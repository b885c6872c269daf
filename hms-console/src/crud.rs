//! Generic list page over a [`CrudResource`]
//!
//! Holds the fetched items, a client-side filter, and the current page.
//! Writes go through a [`Form`] first; invalid input never reaches the
//! network. Every successful write re-fetches the list.

use hms_client::CrudResource;

use crate::error::PageResult;
use crate::forms::{EditForm, Form};

pub const DEFAULT_PAGE_SIZE: usize = 10;

/// Client-side predicate over list items
pub trait ListFilter<T>: Default + Clone {
    fn matches(&self, item: &T) -> bool;
}

/// Filter that keeps everything
#[derive(Debug, Clone, Copy, Default)]
pub struct NoFilter;

impl<T> ListFilter<T> for NoFilter {
    fn matches(&self, _item: &T) -> bool {
        true
    }
}

/// Case-insensitive substring match; blank needles match everything
pub fn text_matches(needle: Option<&str>, haystacks: &[&str]) -> bool {
    let Some(needle) = needle.map(str::trim).filter(|n| !n.is_empty()) else {
        return true;
    };
    let needle = needle.to_lowercase();
    haystacks
        .iter()
        .any(|h| h.to_lowercase().contains(&needle))
}

pub struct CrudList<R: CrudResource, F: ListFilter<R::Item> = NoFilter> {
    resource: R,
    items: Vec<R::Item>,
    filter: F,
    page: usize,
    page_size: usize,
    loaded: bool,
}

impl<R, F> CrudList<R, F>
where
    R: CrudResource,
    F: ListFilter<R::Item>,
{
    pub fn new(resource: R) -> Self {
        Self {
            resource,
            items: Vec::new(),
            filter: F::default(),
            page: 1,
            page_size: DEFAULT_PAGE_SIZE,
            loaded: false,
        }
    }

    pub fn with_page_size(mut self, page_size: usize) -> Self {
        self.set_page_size(page_size);
        self
    }

    pub fn set_page_size(&mut self, page_size: usize) {
        self.page_size = page_size.max(1);
        self.clamp_page();
    }

    pub fn resource(&self) -> &R {
        &self.resource
    }

    pub fn is_loaded(&self) -> bool {
        self.loaded
    }

    /// Everything fetched, unfiltered
    pub fn items(&self) -> &[R::Item] {
        &self.items
    }

    /// Replace the items with the result of a server-side search
    pub fn replace_items(&mut self, items: Vec<R::Item>) {
        self.items = items;
        self.loaded = true;
        self.clamp_page();
    }

    // ========== Filtering ==========

    pub fn filter(&self) -> &F {
        &self.filter
    }

    pub fn set_filter(&mut self, filter: F) {
        self.filter = filter;
        self.page = 1;
    }

    pub fn visible(&self) -> Vec<&R::Item> {
        self.items
            .iter()
            .filter(|item| self.filter.matches(item))
            .collect()
    }

    // ========== Pagination ==========

    /// 1-based current page
    pub fn page(&self) -> usize {
        self.page
    }

    pub fn page_size(&self) -> usize {
        self.page_size
    }

    /// Never less than 1, even for an empty list
    pub fn total_pages(&self) -> usize {
        self.visible().len().div_ceil(self.page_size).max(1)
    }

    pub fn page_items(&self) -> Vec<&R::Item> {
        self.visible()
            .into_iter()
            .skip((self.page - 1) * self.page_size)
            .take(self.page_size)
            .collect()
    }

    /// Returns whether the page changed
    pub fn next_page(&mut self) -> bool {
        let before = self.page;
        self.go_to_page(self.page + 1);
        self.page != before
    }

    pub fn prev_page(&mut self) -> bool {
        let before = self.page;
        self.go_to_page(self.page.saturating_sub(1));
        self.page != before
    }

    pub fn go_to_page(&mut self, page: usize) {
        self.page = page.clamp(1, self.total_pages());
    }

    fn clamp_page(&mut self) {
        if self.page > self.total_pages() {
            self.page = 1;
        }
    }

    // ========== Remote operations ==========

    pub async fn load(&mut self) -> PageResult<usize> {
        let items = self.resource.list().await?;
        tracing::debug!(resource = R::NAME, count = items.len(), "List loaded");
        self.replace_items(items);
        Ok(self.items.len())
    }

    pub async fn get(&self, id: R::Id) -> PageResult<R::Item> {
        Ok(self.resource.get(id).await?)
    }

    pub async fn create<Fm>(&mut self, form: &Fm) -> PageResult<R::Item>
    where
        Fm: Form<Create = R::Create>,
    {
        let payload = form.to_create()?;
        let created = self.resource.create(&payload).await?;
        tracing::info!(resource = R::NAME, "Created");
        self.load().await?;
        Ok(created)
    }

    pub async fn update<Fm>(&mut self, id: R::Id, form: &Fm) -> PageResult<R::Item>
    where
        Fm: EditForm<Update = R::Update>,
    {
        let payload = form.to_update()?;
        let updated = self.resource.update(id, &payload).await?;
        tracing::info!(resource = R::NAME, %id, "Updated");
        self.load().await?;
        Ok(updated)
    }

    pub async fn delete(&mut self, id: R::Id) -> PageResult<()> {
        self.resource.delete(id).await?;
        tracing::info!(resource = R::NAME, %id, "Deleted");
        self.load().await?;
        Ok(())
    }
}

#[cfg(test)]
mod tests {
    use super::*;
    use async_trait::async_trait;
    use hms_client::ClientResult;
    use std::sync::Mutex;
    use std::sync::atomic::{AtomicUsize, Ordering};
    use validator::Validate;

    use crate::error::PageError;
    use crate::forms::FormErrors;

    #[derive(Default)]
    struct FakeResource {
        items: Mutex<Vec<u32>>,
        calls: AtomicUsize,
    }

    impl FakeResource {
        fn with(n: u32) -> Self {
            Self {
                items: Mutex::new((1..=n).collect()),
                calls: AtomicUsize::new(0),
            }
        }
    }

    #[async_trait]
    impl CrudResource for FakeResource {
        type Item = u32;
        type Create = u32;
        type Update = u32;
        type Id = u32;

        const NAME: &'static str = "fake";

        async fn list(&self) -> ClientResult<Vec<u32>> {
            self.calls.fetch_add(1, Ordering::SeqCst);
            Ok(self.items.lock().unwrap().clone())
        }

        async fn get(&self, id: u32) -> ClientResult<u32> {
            Ok(id)
        }

        async fn create(&self, data: &u32) -> ClientResult<u32> {
            self.calls.fetch_add(1, Ordering::SeqCst);
            self.items.lock().unwrap().push(*data);
            Ok(*data)
        }

        async fn update(&self, _id: u32, data: &u32) -> ClientResult<u32> {
            Ok(*data)
        }

        async fn delete(&self, id: u32) -> ClientResult<()> {
            self.calls.fetch_add(1, Ordering::SeqCst);
            self.items.lock().unwrap().retain(|i| *i != id);
            Ok(())
        }
    }

    #[derive(Clone, Default)]
    struct EvenOnly(bool);

    impl ListFilter<u32> for EvenOnly {
        fn matches(&self, item: &u32) -> bool {
            !self.0 || item % 2 == 0
        }
    }

    #[derive(Validate)]
    struct NumberForm {
        #[validate(range(min = 1))]
        value: u32,
    }

    impl Form for NumberForm {
        type Create = u32;

        fn to_create(&self) -> Result<u32, FormErrors> {
            self.check()?;
            Ok(self.value)
        }
    }

    #[tokio::test]
    async fn test_pagination_clamps() {
        let mut list: CrudList<FakeResource> =
            CrudList::new(FakeResource::with(25)).with_page_size(10);
        list.load().await.unwrap();

        assert_eq!(list.total_pages(), 3);
        assert_eq!(list.page_items(), vec![&1, &2, &3, &4, &5, &6, &7, &8, &9, &10]);

        list.go_to_page(99);
        assert_eq!(list.page(), 3);
        assert_eq!(list.page_items().len(), 5);
        assert!(!list.next_page());

        list.go_to_page(0);
        assert_eq!(list.page(), 1);
        assert!(!list.prev_page());
        assert!(list.next_page());
        assert_eq!(list.page(), 2);
    }

    #[tokio::test]
    async fn test_empty_list_has_one_page() {
        let mut list: CrudList<FakeResource> = CrudList::new(FakeResource::default());
        list.load().await.unwrap();
        assert_eq!(list.total_pages(), 1);
        assert!(list.page_items().is_empty());
    }

    #[tokio::test]
    async fn test_filter_resets_page_and_reload_clamps() {
        let mut list: CrudList<FakeResource, EvenOnly> =
            CrudList::new(FakeResource::with(30)).with_page_size(10);
        list.load().await.unwrap();
        list.go_to_page(3);

        list.set_filter(EvenOnly(true));
        assert_eq!(list.page(), 1);
        assert_eq!(list.visible().len(), 15);
        assert_eq!(list.total_pages(), 2);

        list.go_to_page(2);
        list.resource().items.lock().unwrap().truncate(4);
        list.load().await.unwrap();
        assert_eq!(list.page(), 1);
    }

    #[tokio::test]
    async fn test_invalid_form_sends_nothing() {
        let mut list: CrudList<FakeResource> = CrudList::new(FakeResource::with(2));
        let err = list.create(&NumberForm { value: 0 }).await.unwrap_err();
        assert!(matches!(err, PageError::Validation(ref e) if e.contains("value")));
        assert_eq!(list.resource().calls.load(Ordering::SeqCst), 0);
    }

    #[tokio::test]
    async fn test_create_and_delete_refetch() {
        let mut list: CrudList<FakeResource> = CrudList::new(FakeResource::with(2));
        list.create(&NumberForm { value: 7 }).await.unwrap();
        // create + list
        assert_eq!(list.resource().calls.load(Ordering::SeqCst), 2);
        assert_eq!(list.items(), &[1, 2, 7]);

        list.delete(1).await.unwrap();
        assert_eq!(list.items(), &[2, 7]);
        assert_eq!(list.resource().calls.load(Ordering::SeqCst), 4);
    }

    #[test]
    fn test_text_matches() {
        assert!(text_matches(None, &["x"]));
        assert!(text_matches(Some("  "), &["x"]));
        assert!(text_matches(Some("HOA"), &["NV001", "Nguyen Hoa"]));
        assert!(!text_matches(Some("lan"), &["NV001", "Nguyen Hoa"]));
    }
}
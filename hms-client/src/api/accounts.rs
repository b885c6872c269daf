//! Account API (login accounts bound to employees)

use reqwest::Method;
use shared::models::{Account, AccountCreate, AccountUpdate, PasswordReset};

use crate::{ApiClient, ClientResult};

const BASE: &str = "api/v1/accounts";

#[derive(Debug, Clone)]
pub struct AccountApi {
    client: ApiClient,
}

crud_resource!(AccountApi, "account", BASE, Account, AccountCreate, AccountUpdate);

impl AccountApi {
    pub fn new(client: ApiClient) -> Self {
        Self { client }
    }

    pub async fn reset_password(&self, id: i64, new_password: &str) -> ClientResult<()> {
        let body = PasswordReset {
            new_password: new_password.to_string(),
        };
        self.client
            .call_discard(Method::POST, &format!("{BASE}/{id}/reset-password"), Some(&body))
            .await
    }

    pub async fn lock(&self, id: i64) -> ClientResult<()> {
        self.client
            .call_discard::<()>(Method::POST, &format!("{BASE}/{id}/lock"), None)
            .await
    }

    pub async fn unlock(&self, id: i64) -> ClientResult<()> {
        self.client
            .call_discard::<()>(Method::POST, &format!("{BASE}/{id}/unlock"), None)
            .await
    }
}
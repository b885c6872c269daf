//! Console configuration
//!
//! | Variable | Default | Meaning |
//! |----------|---------|---------|
//! | HMS_API_BASE_URL | http://localhost:8080 | Backend base URL |
//! | HMS_TOKEN_FILE | $HOME/.hms/tokens.json | Where the login session is kept |
//! | HMS_TIMEOUT_SECS | 30 | Request timeout |
//! | HMS_LOG_LEVEL | warn | Default log filter (RUST_LOG wins when set) |
//! | HMS_LOG_DIR | unset | Daily rolling log files are written here when set |
//! | HMS_LOG_JSON | false | JSON log lines on stderr |

use std::path::PathBuf;

use hms_client::ClientConfig;

pub const DEFAULT_BASE_URL: &str = "http://localhost:8080";
pub const DEFAULT_TIMEOUT_SECS: u64 = 30;
pub const DEFAULT_LOG_LEVEL: &str = "warn";

#[derive(Debug, Clone, PartialEq)]
pub struct AppConfig {
    pub api_base_url: String,
    pub token_file: Option<PathBuf>,
    pub timeout_secs: u64,
    pub log_level: String,
    pub log_dir: Option<PathBuf>,
    pub log_json: bool,
}

impl AppConfig {
    /// Load from the process environment
    pub fn from_env() -> Self {
        Self::from_lookup(|key| std::env::var(key).ok())
    }

    /// Load from any key → value source; blank values count as unset
    pub fn from_lookup(lookup: impl Fn(&str) -> Option<String>) -> Self {
        let get = |key: &str| lookup(key).filter(|v| !v.trim().is_empty());

        Self {
            api_base_url: get("HMS_API_BASE_URL").unwrap_or_else(|| DEFAULT_BASE_URL.into()),
            token_file: get("HMS_TOKEN_FILE").map(PathBuf::from).or_else(|| {
                get("HOME").map(|home| PathBuf::from(home).join(".hms").join("tokens.json"))
            }),
            timeout_secs: get("HMS_TIMEOUT_SECS")
                .and_then(|v| v.trim().parse().ok())
                .unwrap_or(DEFAULT_TIMEOUT_SECS),
            log_level: get("HMS_LOG_LEVEL").unwrap_or_else(|| DEFAULT_LOG_LEVEL.into()),
            log_dir: get("HMS_LOG_DIR").map(PathBuf::from),
            log_json: get("HMS_LOG_JSON")
                .map(|v| matches!(v.trim().to_ascii_lowercase().as_str(), "1" | "true" | "yes"))
                .unwrap_or(false),
        }
    }

    pub fn client_config(&self) -> ClientConfig {
        let config = ClientConfig::new(&self.api_base_url).with_timeout(self.timeout_secs);
        match &self.token_file {
            Some(path) => config.with_token_file(path),
            None => config,
        }
    }
}

impl Default for AppConfig {
    fn default() -> Self {
        Self::from_lookup(|_| None)
    }
}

----------------------------------------

Using the listing above, show each line with the word "trim" in it.

    let Some(needle) = needle.map(str::trim).filter(|n| !n.is_empty()) else {
        let get = |key: &str| lookup(key).filter(|v| !v.trim().is_empty());
                .and_then(|v| v.trim().parse().ok())
                .map(|v| matches!(v.trim().to_ascii_lowercase().as_str(), "1" | "true" | "yes"))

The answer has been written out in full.